Fiche descriptive
Cette scène dramatique et théâtrale de saint Sébastien soigné par sainte Irène et sa servante est reprise deux fois par Furini (G. Cantelli, Francesco Furini, Pontedera 2010,
n° 74 et 75, reproduits). Notre tableau, inédit, présente deux variantes frappantes par rapport aux toiles de Bordeaux et Lucerne : la flèche ensanglantée par terre à coté du vase, instrument du martyr et la plaie sur le bassin du saint.

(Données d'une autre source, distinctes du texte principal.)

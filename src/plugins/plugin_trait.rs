//! Plugin system trait for the lsof tool
use crate::core::offsets::KernelVersion;
use crate::error::AnalysisError;
use crate::lsof::{OpenFileInfo, ScanDiagnostics};
use crate::symbols::SymbolResolver;
use crate::translation::MemoryTranslator;

/// Analysis context that provides access to all necessary components
pub struct AnalysisContext<'a> {
    pub mapped: &'a [u8],
    pub translator: &'a MemoryTranslator,
    pub symbol_resolver: &'a SymbolResolver,
    pub kernel_version: Option<&'a KernelVersion>,
    pub init_task_offset: u64, // File offset of init_task
}

/// Output from plugins
#[derive(Debug)]
pub enum PluginOutput {
    /// Open file rows plus what the walk had to skip
    OpenFiles(Vec<OpenFileInfo>, ScanDiagnostics),
}

/// Trait that all forensic plugins must implement
pub trait ForensicPlugin: Send + Sync {
    /// Get the name of the plugin
    fn name(&self) -> &str;

    /// Get a description of what the plugin does
    fn description(&self) -> &str;

    /// Run the plugin with the provided analysis context
    fn run(&self, context: &AnalysisContext) -> Result<PluginOutput, AnalysisError>;
}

Originaire de Florence, Furini étudie sous la tutelle de Matteo Rosselli avant d’intégrer l’Accademia del Disegno de Florence, s’imposant comme un artiste distingué à la cour des Médicis. Ses œuvres se caractérisent par une élégante sensualité et l’usage d’un clair-obscur subtil, influencé à la fois par le maniérisme reçu dans sa formation et par le naturalisme caravagesque qui dominait l’époque.

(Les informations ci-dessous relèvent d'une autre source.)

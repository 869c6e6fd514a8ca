//! Text (table) output formatter for the lsof tool
use crate::error::AnalysisError;
use crate::formats::traits::OutputFormatter;
use crate::lsof::OpenFileInfo;
use prettytable::{Cell, Row, Table};

/// Text formatter that outputs data in a human-readable table format
pub struct TextFormatter;

impl OutputFormatter for TextFormatter {
    fn format_open_files(&self, files: &[OpenFileInfo]) -> Result<String, AnalysisError> {
        let mut table = Table::new();
        table.set_format(*prettytable::format::consts::FORMAT_NO_LINESEP_WITH_TITLE);

        table.set_titles(Row::new(vec![
            Cell::new("Offset").style_spec("c"),
            Cell::new("Name").style_spec("c"),
            Cell::new("Pid").style_spec("c"),
            Cell::new("FD").style_spec("c"),
            Cell::new("Mode").style_spec("c"),
            Cell::new("Path").style_spec("c"),
        ]));

        for file in files {
            table.add_row(Row::new(vec![
                Cell::new(&format!("0x{:x}", file.offset)),
                Cell::new(&file.comm),
                Cell::new(&file.pid.to_string()).style_spec("r"),
                Cell::new(&file.fd.to_string()).style_spec("r"),
                Cell::new(&file.mode),
                Cell::new(&file.path),
            ]));
        }

        Ok(table.to_string())
    }
}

Artiste qui se distingue par sa manière de représenter le corps, il idéalise notre Sébastien qui est représenté jeune, la peau lisse, loin d’une représentation réaliste de la souffrance. Les muscles ne sont pas exagérément marqués, à la manière des Napolitains et des disciples de Ribera, ce qui renforce une impression de douceur. Le clair-obscur est ici utilisé pour créer une atmosphère intime. Les fonds du tableau sont sombres, presque noirs, ce qui fait ressortir la peau claire du saint. La lumière se concentre principalement sur le torse et le visage, guidant le regard du spectateur.
Ce procédé rappelle certaines œuvres du Guido Reni, qui a lui aussi peint plusieurs Saint Sébastien (par exemple le tableau conservé au Louvre) baignés d’une lumière douce et idéale.